Re: Protein-ligand simulation

From: Kenno Vanommeslaeghe (
Date: Tue Jun 25 2013 - 13:09:27 CDT

Hi James,

On 06/25/2013 01:58 AM, James Starlight wrote:
> Today I've used CGenFF at <> for my
> test molecule (negatively charged cyclic guanosine mono phosphate).

Actually, I forgot to mention CGenFF is not meant to be used for common
biomolecules that are covered by the more specialized CHARMM force fields.
cGMP is already in the CHARMM nucleic acid force field ( PRES CY35 ), so
there's no force field assignment or optimization required whatsoever; all
you need is a proper psf file. I could tell you how to generate it with
the CHARMM program, but I'm not familiar with psfgen; the other denizens
of this mailinglist may be able to help you out with that.

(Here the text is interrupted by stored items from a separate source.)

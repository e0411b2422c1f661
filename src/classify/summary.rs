// src/classify/summary.rs
use serde::Serialize;
use std::collections::BTreeMap;

use super::EnrichedArticle;

#[derive(Debug, Clone, Default, PartialEq, Eq, Serialize)]
pub struct ClassificationSummary {
    pub total_articles: usize,
    pub hangar_related: usize,
    pub not_hangar_related: usize,
    pub completed_projects: usize,
    pub in_progress_projects: usize,
    /// Counts over hangar-related articles only.
    pub region_breakdown: BTreeMap<String, usize>,
    pub country_breakdown: BTreeMap<String, usize>,
}

pub fn summarize(results: &[EnrichedArticle]) -> ClassificationSummary {
    let mut s = ClassificationSummary {
        total_articles: results.len(),
        ..Default::default()
    };
    for e in results.iter().filter(|e| e.classification.is_hangar_related) {
        let c = &e.classification;
        s.hangar_related += 1;
        if c.completion_status {
            s.completed_projects += 1;
        }
        *s.region_breakdown.entry(c.region_label().to_string()).or_default() += 1;
        *s.country_breakdown.entry(c.country.clone()).or_default() += 1;
    }
    s.not_hangar_related = s.total_articles - s.hangar_related;
    s.in_progress_projects = s.hangar_related - s.completed_projects;
    s
}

> How should I convert CGenFF output (str file) to the Namd par format ?

In your case, it's better to use the nucleic acid force field, but just
for future reference, NAMD actually uses the CHARMM parameter format
(prm). Our str file is essentially a concatenated CHARMM topology (rtf)
and prm file with some lines of "glue" around them. Both the rtf and prm
sections start with a few lines starting with "*", and end with "END", so
the "conversion" consists of copy-pasting the correct part of the str file
to a separate file. Also note that an str file can be fed directly to NAMD
- it will cleverly ignore everything but the parameter section.

> RESI tmp2.pdb -1.000 ! param penalty= 196.000 ; charge penalty= 111.390

It looks like in the case of this particular molecule, the penalties are
woefully pessimistic. The penalties are by definition estimates, and we
built in a little bit of systematic overestimation to err on the safe
side. Because of this, one very occasionally encounters cases at the other
tail of the bell curve where the penalties are unrealistically high, and
this appears to be one of them. But again, using the nucleic acid force
field for this one would still be preferable.